Secondo un’analisi del New York Times, nell’ipotesi di Brexit “no deal”, il Regno Unito perderebbe fino al 9,3% del Pil e anche gli altri paesi dell’Unione europea subirebbero delle forti ripercussioni.
Le imprese italiane, per esempio, potrebbero risentire molto di una Brexit senza accordo se si considera che nel 2017 l’export italiano verso il Regno Unito ammontava a 23,1 miliardi di euro e che nel periodo 2012-2017 il Regno Unito ha coperto una quota media annua di oltre il 5% dell’export italiano nel mondo.

A Londra ha sede FONASBA, la Federazione delle Associazioni nazionali degli agenti e dei broker marittimi di cui presiedo il “Chartering & Documentary Committee” e di cui sono membro del Comitato Esecutivo. La mia opinione è che nella realtà dei fatti la City è e resterà probabilmente la capitale dello shipping a livello Europeo, mentre, come tutti sanno, a livello mondiale il vero fulcro per il settore è ormai da tempo Singapore. Lo shipping, così come i servizi finanziari e diversamente invece dalle attività produttive, non ha bisogno di una sede specifica per operare. Quindi non ci sarebbero ragioni per spostare attività, salvo possibili implicazioni fiscali nei rapporti di chi vi opera con società basate in Unione Europea. Personalmente non vedo altri possibili effetti reali.

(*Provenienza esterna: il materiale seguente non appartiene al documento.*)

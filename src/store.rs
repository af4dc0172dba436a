use crate::error::{StoreError, StoreResult};
use crate::model::{Course, Faculty, Grade, LetterGrade, Student, StudentStatus, Term};
use anyhow::Context;
use rand::rngs::StdRng;
use rand::seq::index::sample;
use rand::{Rng, SeedableRng};
use serde::Deserialize;
use std::collections::HashSet;
use std::path::{Path, PathBuf};

const MAJORS: [&str; 5] = [
    "Computer Science",
    "Mathematics",
    "Physics",
    "Biology",
    "Chemistry",
];
const COURSE_TITLES: [&str; 8] = [
    "Algorithms",
    "Data Structures",
    "Calculus",
    "Biology 101",
    "Chemistry Lab",
    "Physics I",
    "Web Development",
    "Database Systems",
];
const DEPARTMENTS: [&str; 4] = ["Computer Science", "Mathematics", "Science", "Engineering"];
const SURNAMES: [&str; 8] = [
    "Smith", "Johnson", "Williams", "Brown", "Jones", "Garcia", "Miller", "Davis",
];
const SEMESTERS: [&str; 2] = ["Fall", "Spring"];

pub const STUDENT_ID_BASE: usize = 1000;

#[derive(Debug, Clone)]
pub struct SeedOptions {
    pub seed: u64,
    pub students: usize,
    pub courses: usize,
    pub faculty: usize,
    pub term: Term,
}

impl Default for SeedOptions {
    fn default() -> Self {
        Self {
            seed: 42,
            students: 50,
            courses: 15,
            faculty: 10,
            term: Term::current(),
        }
    }
}

/// Where a store's records come from. `store.reset` rebuilds from this.
#[derive(Debug, Clone, PartialEq, Eq)]
pub enum StoreSource {
    Seeded,
    Empty,
    Fixture(PathBuf),
}

impl StoreSource {
    pub fn as_str(&self) -> &'static str {
        match self {
            StoreSource::Seeded => "seeded",
            StoreSource::Empty => "empty",
            StoreSource::Fixture(_) => "fixture",
        }
    }

    pub fn build(&self, opts: &SeedOptions) -> StoreResult<Store> {
        match self {
            StoreSource::Seeded => Ok(Store::seeded(opts)),
            StoreSource::Empty => Ok(Store::empty(opts.term.clone())),
            StoreSource::Fixture(path) => Store::from_fixture(path, opts.term.clone()),
        }
    }
}

/// The in-memory record store. Every query and mutation takes it explicitly.
#[derive(Debug, Clone)]
pub struct Store {
    pub students: Vec<Student>,
    pub courses: Vec<Course>,
    pub faculty: Vec<Faculty>,
    pub grades: Vec<Grade>,
    pub term: Term,
}

#[derive(Debug, Default, Deserialize)]
#[serde(default)]
struct Fixture {
    students: Vec<Student>,
    courses: Vec<Course>,
    faculty: Vec<Faculty>,
    grades: Vec<Grade>,
}

impl Store {
    pub fn empty(term: Term) -> Self {
        Self {
            students: Vec::new(),
            courses: Vec::new(),
            faculty: Vec::new(),
            grades: Vec::new(),
            term,
        }
    }

    pub fn from_parts(
        students: Vec<Student>,
        courses: Vec<Course>,
        faculty: Vec<Faculty>,
        grades: Vec<Grade>,
        term: Term,
    ) -> StoreResult<Self> {
        ensure_unique("student", students.iter().map(|s| s.id.as_str()))?;
        ensure_unique("course", courses.iter().map(|c| c.id.as_str()))?;
        ensure_unique("faculty", faculty.iter().map(|f| f.id.as_str()))?;
        let mut pairs = HashSet::new();
        for g in &grades {
            if !pairs.insert((g.student_id.as_str(), g.course_id.as_str())) {
                return Err(StoreError::validation(format!(
                    "duplicate grade for student {} in course {}",
                    g.student_id, g.course_id
                )));
            }
        }
        Ok(Self {
            students,
            courses,
            faculty,
            grades,
            term,
        })
    }

    pub fn from_fixture(path: &Path, term: Term) -> StoreResult<Self> {
        let fixture_err = |e: anyhow::Error| StoreError::Fixture {
            path: path.to_string_lossy().to_string(),
            message: format!("{e:#}"),
        };
        let text = std::fs::read_to_string(path)
            .context("read fixture")
            .map_err(fixture_err)?;
        let fixture: Fixture = serde_json::from_str(&text)
            .context("parse fixture json")
            .map_err(fixture_err)?;
        Self::from_parts(
            fixture.students,
            fixture.courses,
            fixture.faculty,
            fixture.grades,
            term,
        )
    }

    /// Deterministic sample data. Same options, same store.
    pub fn seeded(opts: &SeedOptions) -> Self {
        let mut rng = StdRng::seed_from_u64(opts.seed);
        let faculty_count = opts.faculty.max(1);

        let mut faculty: Vec<Faculty> = (0..faculty_count)
            .map(|i| Faculty {
                id: format!("FAC{}", 100 + i),
                name: format!("Prof. {}", SURNAMES[i % SURNAMES.len()]),
                email: format!("prof{}@university.edu", i + 1),
                department: MAJORS[rng.gen_range(0..MAJORS.len())].to_string(),
                courses: Vec::new(),
            })
            .collect();
        if opts.faculty == 0 {
            faculty.clear();
        }

        let mut courses = Vec::with_capacity(opts.courses);
        for i in 0..opts.courses {
            let code = format!("CSC{}", 100 + i);
            let (faculty_name, faculty_id) = match faculty.get_mut(i % faculty_count) {
                Some(owner) => {
                    owner.courses.push(code.clone());
                    (owner.name.clone(), owner.id.clone())
                }
                None => (String::new(), String::new()),
            };
            courses.push(Course {
                id: code.clone(),
                title: COURSE_TITLES[i % COURSE_TITLES.len()].to_string(),
                code,
                description: format!("Description for course {}", i + 1),
                faculty: faculty_name,
                faculty_id,
                enrolled_students: rng.gen_range(10..40),
                max_capacity: 40,
                credits: 3,
                department: DEPARTMENTS[i % DEPARTMENTS.len()].to_string(),
                semester: SEMESTERS[i % SEMESTERS.len()].to_string(),
            });
        }

        let mut students = Vec::with_capacity(opts.students);
        let mut grades = Vec::new();
        for i in 0..opts.students {
            let id = format!("STU{}", STUDENT_ID_BASE + i);
            let take = rng.gen_range(3..8).min(courses.len());
            let mut picked: Vec<usize> = sample(&mut rng, courses.len(), take).into_vec();
            picked.sort_unstable();
            let enrolled: Vec<String> = picked.iter().map(|&c| courses[c].id.clone()).collect();

            for course_id in &enrolled {
                let score = f64::from(rng.gen_range(60u32..100));
                grades.push(Grade {
                    id: Grade::composite_id(&id, course_id),
                    student_id: id.clone(),
                    course_id: course_id.clone(),
                    grade: LetterGrade::from_score(score),
                    score,
                    semester: opts.term.semester.clone(),
                    year: opts.term.year,
                });
            }

            let status = match rng.gen_range(0..10) {
                0 => StudentStatus::Inactive,
                1 => StudentStatus::Graduated,
                _ => StudentStatus::Active,
            };
            students.push(Student {
                id,
                name: format!("Student {}", i + 1),
                email: format!("student{}@university.edu", i + 1),
                year: rng.gen_range(1..=4),
                major: MAJORS[rng.gen_range(0..MAJORS.len())].to_string(),
                gpa: round2(rng.gen_range(2.0..4.0)),
                status,
                courses: enrolled,
                avatar: Some(format!("student{i}")),
            });
        }

        Self {
            students,
            courses,
            faculty,
            grades,
            term: opts.term.clone(),
        }
    }
}

fn ensure_unique<'a>(entity: &str, ids: impl Iterator<Item = &'a str>) -> StoreResult<()> {
    let mut seen = HashSet::new();
    for id in ids {
        if !seen.insert(id) {
            return Err(StoreError::validation(format!("duplicate {entity} id: {id}")));
        }
    }
    Ok(())
}

pub fn round2(x: f64) -> f64 {
    (x * 100.0).round() / 100.0
}
use crate::ipc::error::{err, ok};
use crate::ipc::helpers::{optional_str, report_limit};
use crate::ipc::types::{AppState, Request};
use crate::model::StudentStatus;
use crate::reports;
use serde_json::json;

const DEFAULT_REPORT_LIMIT: usize = 10;

fn handle_dashboard_stats(state: &mut AppState, req: &Request) -> serde_json::Value {
    ok(&req.id, json!(reports::dashboard_stats(&state.store)))
}

fn handle_top_students(state: &mut AppState, req: &Request) -> serde_json::Value {
    let limit = match report_limit(req, DEFAULT_REPORT_LIMIT) {
        Ok(v) => v,
        Err(e) => return e,
    };
    let status = match optional_str(req, "status") {
        Ok(None) => None,
        Ok(Some(s)) => match s.parse::<StudentStatus>() {
            Ok(st) => Some(st),
            Err(m) => return err(&req.id, "bad_params", m, None),
        },
        Err(e) => return e,
    };
    let students = reports::top_students(&state.store, limit, status);
    ok(&req.id, json!({ "students": students }))
}

fn handle_popular_courses(state: &mut AppState, req: &Request) -> serde_json::Value {
    let limit = match report_limit(req, DEFAULT_REPORT_LIMIT) {
        Ok(v) => v,
        Err(e) => return e,
    };
    let courses = reports::popular_courses(&state.store, limit);
    ok(&req.id, json!({ "courses": courses }))
}

fn handle_course_enrollments(state: &mut AppState, req: &Request) -> serde_json::Value {
    ok(&req.id, json!(reports::course_enrollments(&state.store)))
}

fn handle_activity_recent(state: &mut AppState, req: &Request) -> serde_json::Value {
    let limit = match report_limit(req, DEFAULT_REPORT_LIMIT) {
        Ok(v) => v,
        Err(e) => return e,
    };
    ok(
        &req.id,
        json!({ "activity": state.activity.recent(limit) }),
    )
}

pub fn try_handle(state: &mut AppState, req: &Request) -> Option<serde_json::Value> {
    match req.method.as_str() {
        "dashboard.stats" => Some(handle_dashboard_stats(state, req)),
        "reports.topStudents" => Some(handle_top_students(state, req)),
        "reports.popularCourses" => Some(handle_popular_courses(state, req)),
        "reports.courseEnrollments" => Some(handle_course_enrollments(state, req)),
        "activity.recent" => Some(handle_activity_recent(state, req)),
        _ => None,
    }
}
use thiserror::Error;

#[derive(Debug, Error)]
pub enum StoreError {
    #[error("{entity} not found: {id}")]
    NotFound { entity: &'static str, id: String },

    #[error("{0}")]
    Validation(String),

    #[error("fixture {path}: {message}")]
    Fixture { path: String, message: String },
}

impl StoreError {
    pub fn not_found(entity: &'static str, id: impl Into<String>) -> Self {
        StoreError::NotFound {
            entity,
            id: id.into(),
        }
    }

    pub fn validation(message: impl Into<String>) -> Self {
        StoreError::Validation(message.into())
    }

    /// IPC error code for this failure.
    pub fn code(&self) -> &'static str {
        match self {
            StoreError::NotFound { .. } => "not_found",
            StoreError::Validation(_) => "bad_params",
            StoreError::Fixture { .. } => "fixture_failed",
        }
    }
}

pub type StoreResult<T> = Result<T, StoreError>;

C’è da dire che vi sono gruppi armatoriali Britannici con tutte le navi battenti bandiera UK ma il cui traffico prevalente è tra porti comunitari (a volte addirittura tra porti dello stesso paese) che hanno già pronto il piano B: vale a dire spostare la propria flotta dalla bandiera Britannica a quella di un paese Ue in caso di Brexit.
Lo stesso che vale anche per gli aerei dove è noto l’esempio del vettore low-cost Easy Jet i cui aeromobili sono ancora sotto bandiera UK ma il gruppo ha già approntato il piano B: è stata creata una società in Austria che gli permetterà, in caso appunto di hard Brexit, di continuare ad operare senza alcun problema in tutta Europa.

 

Leggi: Aziende italiane in Gran Bretagna: che fare in caso di hard Brexit? (repubblica.it)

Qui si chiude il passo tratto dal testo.